Handling adverb results

1. Handling adverb results

In this lesson, we will discover some methods to clean the results of safely() and possibly().

2. Cleaning safely results

Once you've run a safe function, you can call the transpose() function on the results. What this function does is turn a list "inside-out." In other words, if you have a list of length 3 where each component is of length 2, transpose() creates a list of length 2, where each element is of length 3. This can be useful when you have a list in which all elements have the same structure. With transpose(), you can gather all the similar elements inside the same sublist. This kind of situation happens, for example, when you are using safely(). If you use map() on a list of 3 elements, and the function is a safely() function, you will have a list of 3 elements, and each of these elements is a list composed of two other elements: $result and $error. Using transpose() on this output will allow you to gather all the $result in one sublist, and all the $error in another. To sum up, calling map() on a list of 3 with a safely() function returns a list of 3 sublists, each sublist contains 2 elements. If you put this output in a transpose() function, you'll get a list of 2 sublists, each containing 3 elements.

3. About compact()

In the exercises, we have used a combination of discard() and is.null() to remove the NULL from a list. If you need to do that, you can also use the compact() function. This function takes a list, and remove all the NULL elements. This will work for cleaning safely() results, or if you provide NULL as the otherwise argument to possibly().

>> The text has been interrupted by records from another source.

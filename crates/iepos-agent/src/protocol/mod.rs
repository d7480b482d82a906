//! Tree protocols
//!
//! Every node is a message-driven state machine. It acts only when a phase
//! starts, when the driver advances it to the next iteration, or when a
//! message arrives; each step returns the messages to deliver. Transport is
//! someone else's job: [`network::LocalNetwork`] delivers in-process and
//! the simulator crate runs one task per node.

pub mod exhaustive;
pub mod iepos;
pub mod network;
pub mod template;
pub mod topology;

use iepos_common::{Message, NodeId, Phase, Plan, Result};

pub use self::exhaustive::ExhaustiveNode;
pub use self::iepos::IeposAgent;
pub use self::network::{exhaustive_nodes, iepos_nodes, LocalNetwork, PhaseReport};
pub use self::template::{IterativeAgent, IterativeNode, NodeContext, WorkDelta};
pub use self::topology::{NodeTopology, Topology};

/// A message addressed to a neighbour
#[derive(Debug, Clone, PartialEq)]
pub struct Outgoing {
    pub to: NodeId,
    pub message: Message,
}

/// Result of one node step
#[derive(Debug, Default)]
pub struct NodeOutput {
    pub messages: Vec<Outgoing>,
    /// Set when this step finished the node's part of an iteration
    pub iteration_complete: Option<usize>,
}

impl NodeOutput {
    /// Append another step's output, keeping the latest completion
    pub fn merge(&mut self, other: NodeOutput) {
        self.messages.extend(other.messages);
        if other.iteration_complete.is_some() {
            self.iteration_complete = other.iteration_complete;
        }
    }
}

/// Inputs of a new phase, supplied by the phase driver
#[derive(Debug, Clone)]
pub struct PhaseStart {
    pub phase: Phase,
    /// Phase whose archived plans become the `historic` record
    pub previous_phase: Option<Phase>,
    /// The node's menu for this phase
    pub plans: Vec<Plan>,
}

/// Externally visible state of a node after an iteration
#[derive(Debug, Clone, Default, PartialEq)]
pub struct NodeSnapshot {
    pub global_plan: Option<Plan>,
    pub selected_plan: Option<Plan>,
    pub selected_index: Option<usize>,
    pub cum_computations: u64,
    pub cum_transmitted: u64,
}

/// A participant that can be driven by a network or runtime
pub trait ProtocolNode: Send {
    fn id(&self) -> NodeId;

    /// Number of iterations every phase runs
    fn iterations_per_phase(&self) -> usize;

    fn start_phase(&mut self, start: PhaseStart) -> Result<NodeOutput>;

    /// Per-node advance event
    fn next_iteration(&mut self) -> Result<NodeOutput>;

    fn handle(&mut self, message: Message) -> Result<NodeOutput>;

    fn snapshot(&self) -> NodeSnapshot;
}
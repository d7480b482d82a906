//! Plan combinators
//!
//! Fold a freshly finalized plan into an iteration-carried one. Fitness
//! functions keep one combinator per [`AgentPlans`] field and use them in
//! `update_previous`.

use std::fmt;

use iepos_common::{AgentPlans, Plan};

/// Strategy for merging `other` into the carried `target`
pub trait PlanCombinator: Send + Sync + fmt::Debug {
    fn combine(&self, target: Option<Plan>, other: &Plan, iteration: usize) -> Option<Plan>;

    fn box_clone(&self) -> Box<dyn PlanCombinator>;
}

impl Clone for Box<dyn PlanCombinator> {
    fn clone(&self) -> Self {
        self.box_clone()
    }
}

/// Keep only the latest plan
#[derive(Debug, Clone, Copy, Default)]
pub struct MostRecentCombinator;

impl PlanCombinator for MostRecentCombinator {
    fn combine(&self, _target: Option<Plan>, other: &Plan, _iteration: usize) -> Option<Plan> {
        Some(other.clone())
    }

    fn box_clone(&self) -> Box<dyn PlanCombinator> {
        Box::new(*self)
    }
}

/// Running elementwise sum
#[derive(Debug, Clone, Copy, Default)]
pub struct SumCombinator;

impl PlanCombinator for SumCombinator {
    fn combine(&self, target: Option<Plan>, other: &Plan, _iteration: usize) -> Option<Plan> {
        match target {
            None => Some(other.clone()),
            Some(mut target) => {
                target.add(other);
                Some(target)
            }
        }
    }

    fn box_clone(&self) -> Box<dyn PlanCombinator> {
        Box::new(*self)
    }
}

/// Running mean over iterations (`iteration` is zero-based)
#[derive(Debug, Clone, Copy, Default)]
pub struct AverageCombinator;

impl PlanCombinator for AverageCombinator {
    fn combine(&self, target: Option<Plan>, other: &Plan, iteration: usize) -> Option<Plan> {
        match target {
            None => Some(other.clone()),
            Some(mut target) => {
                let n = iteration as f64;
                target.multiply(n / (n + 1.0));
                let mut weighted = other.clone();
                weighted.multiply(1.0 / (n + 1.0));
                target.add(&weighted);
                Some(target)
            }
        }
    }

    fn box_clone(&self) -> Box<dyn PlanCombinator> {
        Box::new(*self)
    }
}

/// Leave the carried plan untouched
#[derive(Debug, Clone, Copy, Default)]
pub struct NoOpCombinator;

impl PlanCombinator for NoOpCombinator {
    fn combine(&self, target: Option<Plan>, _other: &Plan, _iteration: usize) -> Option<Plan> {
        target
    }

    fn box_clone(&self) -> Box<dyn PlanCombinator> {
        Box::new(*self)
    }
}

/// One combinator per [`AgentPlans`] field
#[derive(Debug, Clone)]
pub struct SnapshotCombinators {
    pub global: Box<dyn PlanCombinator>,
    pub aggregate: Box<dyn PlanCombinator>,
    pub selected: Box<dyn PlanCombinator>,
    pub selected_combinational: Box<dyn PlanCombinator>,
}

impl SnapshotCombinators {
    pub fn new(
        global: Box<dyn PlanCombinator>,
        aggregate: Box<dyn PlanCombinator>,
        selected: Box<dyn PlanCombinator>,
        selected_combinational: Box<dyn PlanCombinator>,
    ) -> Self {
        Self {
            global,
            aggregate,
            selected,
            selected_combinational,
        }
    }

    pub fn most_recent() -> Self {
        Self::new(
            Box::new(MostRecentCombinator),
            Box::new(MostRecentCombinator),
            Box::new(MostRecentCombinator),
            Box::new(MostRecentCombinator),
        )
    }

    /// Fold every populated field of `current` into `target`
    pub fn fold(&self, target: &mut AgentPlans, current: &AgentPlans, iteration: usize) {
        fold_field(&*self.global, &mut target.global_plan, current.global_plan.as_ref(), iteration);
        fold_field(&*self.aggregate, &mut target.aggregate_plan, current.aggregate_plan.as_ref(), iteration);
        fold_field(&*self.selected, &mut target.selected_plan, current.selected_plan.as_ref(), iteration);
        fold_field(
            &*self.selected_combinational,
            &mut target.selected_combinational_plan,
            current.selected_combinational_plan.as_ref(),
            iteration,
        );
    }
}

impl Default for SnapshotCombinators {
    fn default() -> Self {
        Self::most_recent()
    }
}

fn fold_field(combinator: &dyn PlanCombinator, target: &mut Option<Plan>, other: Option<&Plan>, iteration: usize) {
    if let Some(other) = other {
        *target = combinator.combine(target.take(), other, iteration);
    }
}
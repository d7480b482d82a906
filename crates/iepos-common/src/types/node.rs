//! Node and phase identifiers

use std::fmt;

use chrono::{DateTime, Utc};
use serde::{Deserialize, Serialize};

/// Stable identity of a tree participant.
///
/// The wrapped index doubles as the seed for the node's ramp-up sampling,
/// so it must not change across iterations or phases.
#[derive(Debug, Clone, Copy, PartialEq, Eq, PartialOrd, Ord, Hash, Serialize, Deserialize)]
pub struct NodeId(pub u32);

impl NodeId {
    /// Index of the node in its topology
    #[inline]
    pub fn index(&self) -> usize {
        self.0 as usize
    }
}

impl From<usize> for NodeId {
    fn from(index: usize) -> Self {
        NodeId(index as u32)
    }
}

impl fmt::Display for NodeId {
    fn fmt(&self, f: &mut fmt::Formatter<'_>) -> fmt::Result {
        write!(f, "node-{}", self.0)
    }
}

/// Timestamp identifying one planning period (e.g. one day)
pub type Phase = DateTime<Utc>;

#[cfg(test)]
mod tests {
    use super::*;

    #[test]
    fn test_node_id_ordering() {
        let mut ids = vec![NodeId(3), NodeId(1), NodeId(2)];
        ids.sort();
        assert_eq!(ids, vec![NodeId(1), NodeId(2), NodeId(3)]);
        assert_eq!(NodeId::from(5usize).index(), 5);
    }
}
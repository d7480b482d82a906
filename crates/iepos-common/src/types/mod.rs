//! Core data types for the I-EPOS protocol

pub mod agent_plans;
pub mod node;
pub mod plan;
//! Plan - fixed-length numeric vector with an attached discomfort
//!
//! Plans are the common currency of the protocol. A node's menu holds
//! possible plans, subtrees sum their selections into aggregate plans,
//! candidate combinations are combinational plans and the root publishes
//! the global plan. All of them share this one structure; only their role
//! differs.
//!
//! Arithmetic between plans of different lengths is a programming error and
//! panics. Code that assembles plans from external input validates shapes
//! up front with [`Plan::check_same_shape`].

use std::fmt;

use serde::{Deserialize, Serialize};

use crate::error::ConfigError;

/// Numeric vector over `num_states` states plus a scalar discomfort
#[derive(Debug, Clone, PartialEq, Default, Serialize, Deserialize)]
pub struct Plan {
    /// Value per state (e.g. energy use per time slot)
    values: Vec<f64>,
    /// Cost attached to choosing this plan
    discomfort: f64,
}

impl Plan {
    /// All-zero plan with `num_states` states
    pub fn zeros(num_states: usize) -> Self {
        Self {
            values: vec![0.0; num_states],
            discomfort: 0.0,
        }
    }

    /// Plan over the given values with zero discomfort
    pub fn from_values(values: Vec<f64>) -> Self {
        Self {
            values,
            discomfort: 0.0,
        }
    }

    /// Set discomfort (builder style)
    pub fn with_discomfort(mut self, discomfort: f64) -> Self {
        self.discomfort = discomfort;
        self
    }

    #[inline]
    pub fn num_states(&self) -> usize {
        self.values.len()
    }

    #[inline]
    pub fn values(&self) -> &[f64] {
        &self.values
    }

    #[inline]
    pub fn value(&self, state: usize) -> f64 {
        self.values[state]
    }

    pub fn set_value(&mut self, state: usize, value: f64) {
        self.values[state] = value;
    }

    #[inline]
    pub fn discomfort(&self) -> f64 {
        self.discomfort
    }

    pub fn set_discomfort(&mut self, discomfort: f64) {
        self.discomfort = discomfort;
    }

    /// Verify `other` has the same number of states
    pub fn check_same_shape(&self, other: &Plan) -> Result<(), ConfigError> {
        if self.values.len() != other.values.len() {
            return Err(ConfigError::PlanLengthMismatch {
                expected: self.values.len(),
                actual: other.values.len(),
            });
        }
        Ok(())
    }

    #[inline]
    fn assert_same_shape(&self, other: &Plan) {
        assert_eq!(
            self.values.len(),
            other.values.len(),
            "plan length mismatch: {} vs {} states",
            self.values.len(),
            other.values.len()
        );
    }

    /// Elementwise `self += other`. Discomfort is left untouched.
    ///
    /// # Panics
    ///
    /// Panics if the plans differ in length.
    pub fn add(&mut self, other: &Plan) {
        self.assert_same_shape(other);
        for (v, o) in self.values.iter_mut().zip(&other.values) {
            *v += o;
        }
    }

    /// Elementwise `self -= other`. Discomfort is left untouched.
    ///
    /// # Panics
    ///
    /// Panics if the plans differ in length.
    pub fn subtract(&mut self, other: &Plan) {
        self.assert_same_shape(other);
        for (v, o) in self.values.iter_mut().zip(&other.values) {
            *v -= o;
        }
    }

    pub fn add_scalar(&mut self, value: f64) {
        for v in &mut self.values {
            *v += value;
        }
    }

    pub fn subtract_scalar(&mut self, value: f64) {
        self.add_scalar(-value);
    }

    pub fn multiply(&mut self, factor: f64) {
        for v in &mut self.values {
            *v *= factor;
        }
    }

    /// Copy values and discomfort of `other` into `self`.
    ///
    /// # Panics
    ///
    /// Panics if the plans differ in length.
    pub fn set(&mut self, other: &Plan) {
        self.assert_same_shape(other);
        self.values.copy_from_slice(&other.values);
        self.discomfort = other.discomfort;
    }

    /// Negate every state
    pub fn reverse(&mut self) {
        for v in &mut self.values {
            *v = -*v;
        }
    }

    /// # Panics
    ///
    /// Panics if the plans differ in length.
    pub fn dot(&self, other: &Plan) -> f64 {
        self.assert_same_shape(other);
        self.values
            .iter()
            .zip(&other.values)
            .map(|(a, b)| a * b)
            .sum()
    }

    pub fn sum(&self) -> f64 {
        self.values.iter().sum()
    }

    /// Mean over all states; 0 for an empty plan
    pub fn avg(&self) -> f64 {
        if self.values.is_empty() {
            return 0.0;
        }
        self.sum() / self.values.len() as f64
    }

    /// Population variance over all states
    pub fn variance(&self) -> f64 {
        if self.values.is_empty() {
            return 0.0;
        }
        let avg = self.avg();
        self.values.iter().map(|v| (v - avg) * (v - avg)).sum::<f64>() / self.values.len() as f64
    }

    /// Population standard deviation over all states
    pub fn std_deviation(&self) -> f64 {
        self.variance().sqrt()
    }

    /// Root mean square error between two plans of equal length
    ///
    /// # Panics
    ///
    /// Panics if the plans differ in length.
    pub fn root_mean_square_error(&self, other: &Plan) -> f64 {
        self.assert_same_shape(other);
        if self.values.is_empty() {
            return 0.0;
        }
        let squared: f64 = self
            .values
            .iter()
            .zip(&other.values)
            .map(|(a, b)| (a - b) * (a - b))
            .sum();
        (squared / self.values.len() as f64).sqrt()
    }
}

impl fmt::Display for Plan {
    fn fmt(&self, f: &mut fmt::Formatter<'_>) -> fmt::Result {
        write!(f, "[")?;
        for (i, v) in self.values.iter().enumerate() {
            if i > 0 {
                write!(f, ",")?;
            }
            write!(f, "{}", v)?;
        }
        write!(f, "]")
    }
}

#[cfg(test)]
mod tests {
    use super::*;
    use proptest::prelude::*;

    fn approx(a: f64, b: f64) -> bool {
        (a - b).abs() < 1e-9
    }

    #[test]
    fn test_population_statistics() {
        let plan = Plan::from_values(vec![2.0, 4.0, 4.0, 4.0, 5.0, 5.0, 7.0, 9.0]);
        assert!(approx(plan.avg(), 5.0));
        assert!(approx(plan.variance(), 4.0));
        assert!(approx(plan.std_deviation(), 2.0));
    }

    #[test]
    fn test_zero_variance() {
        let plan = Plan::from_values(vec![3.0, 3.0, 3.0]);
        assert_eq!(plan.variance(), 0.0);
        assert_eq!(Plan::zeros(0).variance(), 0.0);
    }

    #[test]
    fn test_rmse() {
        let a = Plan::from_values(vec![1.0, 2.0, 3.0, 4.0]);
        let b = Plan::from_values(vec![2.0, 3.0, 4.0, 5.0]);
        assert!(approx(a.root_mean_square_error(&b), 1.0));
        assert_eq!(a.root_mean_square_error(&a), 0.0);
    }

    #[test]
    fn test_dot_and_reverse() {
        let mut a = Plan::from_values(vec![1.0, -2.0, 3.0]);
        let b = Plan::from_values(vec![4.0, 5.0, 6.0]);
        assert!(approx(a.dot(&b), 12.0));
        a.reverse();
        assert_eq!(a.values(), &[-1.0, 2.0, -3.0]);
    }

    #[test]
    fn test_set_copies_discomfort() {
        let source = Plan::from_values(vec![1.0, 2.0]).with_discomfort(0.5);
        let mut target = Plan::zeros(2);
        target.set(&source);
        assert_eq!(target, source);
    }

    #[test]
    fn test_scalar_ops() {
        let mut plan = Plan::from_values(vec![1.0, 2.0]);
        plan.multiply(3.0);
        plan.subtract_scalar(1.0);
        assert_eq!(plan.values(), &[2.0, 5.0]);
    }

    #[test]
    #[should_panic(expected = "plan length mismatch")]
    fn test_mismatched_add_panics() {
        let mut a = Plan::zeros(3);
        a.add(&Plan::zeros(2));
    }

    #[test]
    fn test_check_same_shape() {
        let err = Plan::zeros(3).check_same_shape(&Plan::zeros(4)).unwrap_err();
        assert_eq!(
            err,
            ConfigError::PlanLengthMismatch {
                expected: 3,
                actual: 4
            }
        );
    }

    #[test]
    fn test_display() {
        let plan = Plan::from_values(vec![1.0, 2.5]);
        assert_eq!(plan.to_string(), "[1,2.5]");
    }

    fn plan_pair() -> impl Strategy<Value = (Vec<f64>, Vec<f64>)> {
        (1usize..16).prop_flat_map(|n| {
            (
                prop::collection::vec(-1e6f64..1e6, n),
                prop::collection::vec(-1e6f64..1e6, n),
            )
        })
    }

    proptest! {
        #[test]
        fn prop_add_then_subtract_is_identity((a, b) in plan_pair()) {
            let original = Plan::from_values(a);
            let operand = Plan::from_values(b);
            let mut plan = original.clone();
            plan.add(&operand);
            plan.subtract(&operand);
            for (x, y) in plan.values().iter().zip(original.values()) {
                prop_assert!((x - y).abs() <= 1e-6 * (1.0 + y.abs()));
            }
        }

        #[test]
        fn prop_clone_is_independent((a, b) in plan_pair()) {
            let original = Plan::from_values(a);
            let snapshot = original.values().to_vec();
            let mut copy = original.clone();
            copy.add(&Plan::from_values(b));
            copy.multiply(2.0);
            copy.set_discomfort(9.0);
            prop_assert_eq!(original.values(), snapshot.as_slice());
            prop_assert_eq!(original.discomfort(), 0.0);
        }
    }
}
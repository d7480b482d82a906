//! Iterative node template
//!
//! Owns everything that is the same for every iterative protocol of the
//! family: iteration counting, buffering of up messages until every child
//! has reported, restoring canonical child order, the root turnaround, the
//! cumulative work counters and addressing of down messages. The protocol
//! itself plugs in through [`IterativeAgent`].
//!
//! ```text
//! PhaseInit -> IterationInit -> AwaitingChildren -> Ascend -> (root) Decide
//!                   ^                                            |
//!                   +---- IterationDone <----- Descend <---------+
//! ```

use std::collections::HashMap;
use std::sync::Arc;

use iepos_common::{
    IeposError, Message, MessageHeader, NodeId, Phase, Plan, ProtocolError, ProtocolPayload, Result,
};
use tracing::{debug, instrument, trace};

use super::topology::NodeTopology;
use super::{NodeOutput, NodeSnapshot, Outgoing, PhaseStart, ProtocolNode};
use crate::telemetry::{MeasurementSink, WorkMeasurement};

/// Work done since the counters were last fixed
#[derive(Debug, Clone, Copy, Default, PartialEq, Eq)]
pub struct WorkDelta {
    pub computations: u64,
    pub transmitted: u64,
}

/// What an agent sees of its surroundings during a step
#[derive(Debug, Clone, Copy)]
pub struct NodeContext<'a> {
    pub topology: &'a NodeTopology,
    pub phase: Phase,
    pub previous_phase: Option<Phase>,
    pub iteration: usize,
    pub num_iterations: usize,
}

/// Protocol-specific half of an iterative node
pub trait IterativeAgent: Send {
    type Up: ProtocolPayload + Send;
    type Down: ProtocolPayload + Send;

    /// Reset per-phase state and take over the phase's menu
    fn init_phase(&mut self, ctx: &NodeContext<'_>, plans: Vec<Plan>) -> Result<()>;

    fn init_iteration(&mut self, ctx: &NodeContext<'_>);

    /// Combine the children's messages (canonical order) into this node's up message
    fn up(&mut self, ctx: &NodeContext<'_>, children: Vec<Self::Up>) -> Result<Self::Up>;

    /// Root turnaround: decide and produce the first down message
    fn at_root(&mut self, ctx: &NodeContext<'_>, msg: Self::Up) -> Result<Self::Down>;

    /// Apply the parent's decision; one message per child in canonical order
    fn down(&mut self, ctx: &NodeContext<'_>, parent: Self::Down) -> Result<Vec<Self::Down>>;

    /// Work accumulated since the last call
    fn drain_work(&mut self) -> WorkDelta;

    fn snapshot(&self) -> NodeSnapshot;
}

#[derive(Debug, Clone, Copy, PartialEq, Eq)]
enum NodeState {
    Idle,
    AwaitingChildren,
    AwaitingParent,
    IterationDone,
}

#[derive(Debug, Clone, Copy)]
struct PhaseState {
    phase: Phase,
    previous_phase: Option<Phase>,
    iteration: usize,
}

/// Generic iterative node driving an [`IterativeAgent`]
pub struct IterativeNode<A: IterativeAgent> {
    topology: NodeTopology,
    agent: A,
    num_iterations: usize,
    state: NodeState,
    phase: Option<PhaseState>,
    /// Up messages keyed by child, in arrival order
    buffer: HashMap<NodeId, A::Up>,
    cum_computations: u64,
    cum_transmitted: u64,
    sink: Arc<dyn MeasurementSink>,
}

/// Borrows only the topology, so the agent stays mutably borrowable
fn context(topology: &NodeTopology, phase: Option<PhaseState>, num_iterations: usize) -> Result<NodeContext<'_>> {
    let phase = phase.ok_or(ProtocolError::NotStarted { node: topology.id })?;
    Ok(NodeContext {
        topology,
        phase: phase.phase,
        previous_phase: phase.previous_phase,
        iteration: phase.iteration,
        num_iterations,
    })
}

impl<A: IterativeAgent> IterativeNode<A> {
    pub fn new(topology: NodeTopology, agent: A, num_iterations: usize, sink: Arc<dyn MeasurementSink>) -> Self {
        Self {
            topology,
            agent,
            num_iterations,
            state: NodeState::Idle,
            phase: None,
            buffer: HashMap::new(),
            cum_computations: 0,
            cum_transmitted: 0,
            sink,
        }
    }

    pub fn agent(&self) -> &A {
        &self.agent
    }

    pub fn topology(&self) -> &NodeTopology {
        &self.topology
    }

    /// Zero-based iteration of the running phase
    pub fn iteration(&self) -> Option<usize> {
        self.phase.map(|p| p.iteration)
    }

    fn header(&self) -> MessageHeader {
        MessageHeader {
            sender: self.topology.id,
            cum_computations: self.cum_computations,
            cum_transmitted: self.cum_transmitted,
        }
    }

    fn merge_counters(&mut self, header: &MessageHeader) {
        self.cum_computations = self.cum_computations.max(header.cum_computations);
        self.cum_transmitted = self.cum_transmitted.max(header.cum_transmitted);
    }

    fn fix_counters(&mut self) {
        let work = self.agent.drain_work();
        self.cum_computations += work.computations;
        self.cum_transmitted += work.transmitted;
    }

    fn begin_iteration(&mut self) -> Result<NodeOutput> {
        let ctx = context(&self.topology, self.phase, self.num_iterations)?;
        self.agent.init_iteration(&ctx);
        self.state = NodeState::AwaitingChildren;
        self.try_ascend()
    }

    fn try_ascend(&mut self) -> Result<NodeOutput> {
        if self.state != NodeState::AwaitingChildren || self.buffer.len() < self.topology.children.len() {
            return Ok(NodeOutput::default());
        }
        self.ascend()
    }

    #[instrument(skip(self), fields(node = %self.topology.id))]
    fn ascend(&mut self) -> Result<NodeOutput> {
        let mut ordered = Vec::with_capacity(self.topology.children.len());
        for child in &self.topology.children {
            let msg = self.buffer.remove(child).ok_or(ProtocolError::MissingChildMessage {
                node: self.topology.id,
                child: *child,
            })?;
            ordered.push(msg);
        }

        let ctx = context(&self.topology, self.phase, self.num_iterations)?;
        let up = self.agent.up(&ctx, ordered)?;
        self.fix_counters();

        match self.topology.parent {
            None => {
                let ctx = context(&self.topology, self.phase, self.num_iterations)?;
                let down = self.agent.at_root(&ctx, up)?;
                self.fix_counters();
                self.descend(down)
            }
            Some(parent) => {
                self.state = NodeState::AwaitingParent;
                trace!(to = %parent, "Ascend");
                Ok(NodeOutput {
                    messages: vec![Outgoing {
                        to: parent,
                        message: Message::new(self.header(), up),
                    }],
                    iteration_complete: None,
                })
            }
        }
    }

    fn descend(&mut self, parent: A::Down) -> Result<NodeOutput> {
        let ctx = context(&self.topology, self.phase, self.num_iterations)?;
        let iteration = ctx.iteration;
        let downs = self.agent.down(&ctx, parent)?;
        self.fix_counters();

        if downs.len() != self.topology.children.len() {
            return Err(IeposError::Internal(format!(
                "{} produced {} down messages for {} children",
                self.topology.id,
                downs.len(),
                self.topology.children.len()
            )));
        }

        let header = self.header();
        let messages = self
            .topology
            .children
            .iter()
            .zip(downs)
            .map(|(child, down)| Outgoing {
                to: *child,
                message: Message::new(header, down),
            })
            .collect();

        self.state = NodeState::IterationDone;
        if let Some(phase) = self.phase {
            self.sink.record_work(WorkMeasurement {
                node: self.topology.id,
                phase: phase.phase,
                iteration,
                cum_computations: self.cum_computations,
                cum_transmitted: self.cum_transmitted,
            });
        }

        Ok(NodeOutput {
            messages,
            iteration_complete: Some(iteration),
        })
    }

    fn handle_up(&mut self, sender: NodeId, up: A::Up) -> Result<NodeOutput> {
        let node = self.topology.id;
        if self.topology.child_position(sender).is_none() {
            return Err(ProtocolError::UnknownChild { node, sender }.into());
        }
        if self.buffer.contains_key(&sender) {
            return Err(ProtocolError::DuplicateUp { node, sender }.into());
        }
        self.buffer.insert(sender, up);
        self.try_ascend()
    }

    fn handle_down(&mut self, sender: NodeId, down: A::Down) -> Result<NodeOutput> {
        let node = self.topology.id;
        if self.topology.parent != Some(sender) {
            return Err(ProtocolError::UnexpectedSender { node, sender }.into());
        }
        if self.state != NodeState::AwaitingParent {
            return Err(ProtocolError::UnexpectedPayload {
                node,
                payload: "down message outside of awaiting-parent state",
            }
            .into());
        }
        self.descend(down)
    }
}

impl<A: IterativeAgent> ProtocolNode for IterativeNode<A> {
    fn id(&self) -> NodeId {
        self.topology.id
    }

    fn iterations_per_phase(&self) -> usize {
        self.num_iterations
    }

    fn start_phase(&mut self, start: PhaseStart) -> Result<NodeOutput> {
        debug!(node = %self.topology.id, phase = %start.phase, "Starting phase");
        self.phase = Some(PhaseState {
            phase: start.phase,
            previous_phase: start.previous_phase,
            iteration: 0,
        });
        let ctx = context(&self.topology, self.phase, self.num_iterations)?;
        self.agent.init_phase(&ctx, start.plans)?;
        self.begin_iteration()
    }

    fn next_iteration(&mut self) -> Result<NodeOutput> {
        let node = self.topology.id;
        let phase = self.phase.as_mut().ok_or(ProtocolError::NotStarted { node })?;
        if phase.iteration + 1 >= self.num_iterations {
            return Err(ProtocolError::PhaseExhausted { node }.into());
        }
        phase.iteration += 1;
        self.begin_iteration()
    }

    fn handle(&mut self, message: Message) -> Result<NodeOutput> {
        self.merge_counters(&message.header);
        let sender = message.header.sender;

        match A::Up::from_payload(message.payload) {
            Ok(up) => self.handle_up(sender, up),
            Err(payload) => match A::Down::from_payload(payload) {
                Ok(down) => self.handle_down(sender, down),
                Err(payload) => Err(ProtocolError::UnexpectedPayload {
                    node: self.topology.id,
                    payload: payload.kind(),
                }
                .into()),
            },
        }
    }

    fn snapshot(&self) -> NodeSnapshot {
        NodeSnapshot {
            cum_computations: self.cum_computations,
            cum_transmitted: self.cum_transmitted,
            ..self.agent.snapshot()
        }
    }
}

4. possibly() and compact()

A good practice is to provide NULL as the otherwise argument of possibly(). That way, you can pipe the output of possibly() in compact(), and you'll keep only the elements that didn't return an error. Of course, another good practice if you're doing this is to set the name of the list before piping it into compact(). Why? Because otherwise, you won't have access to the name of the elements that worked.

5. A Gentle introduction to httr

Since the beginning of this chapter, we've been using the read_lines() function to test if a URL is reachable. But there's an R package designed especially for making HTTP requests called httr. One basic function from httr is GET(). This function takes a URL and makes a connection to this URL. If the connection is not possible, an error is returned. If it succeeds, this function returns a lot of information about how the connection went. Notably, the status code, which indicates, with a numeric code, the status of the connection. 200 means it went as expected, 404 that the page is not reachable, and there are a lot of other possible codes. We'll talk about this again in the next chapter. Don't be afraid if you don't know httr: we will only be using the GET() function. If ever you want to know more about this package, feel free to have a look at the package documentation.

6. Let's practice!

Let's try this in some exercises!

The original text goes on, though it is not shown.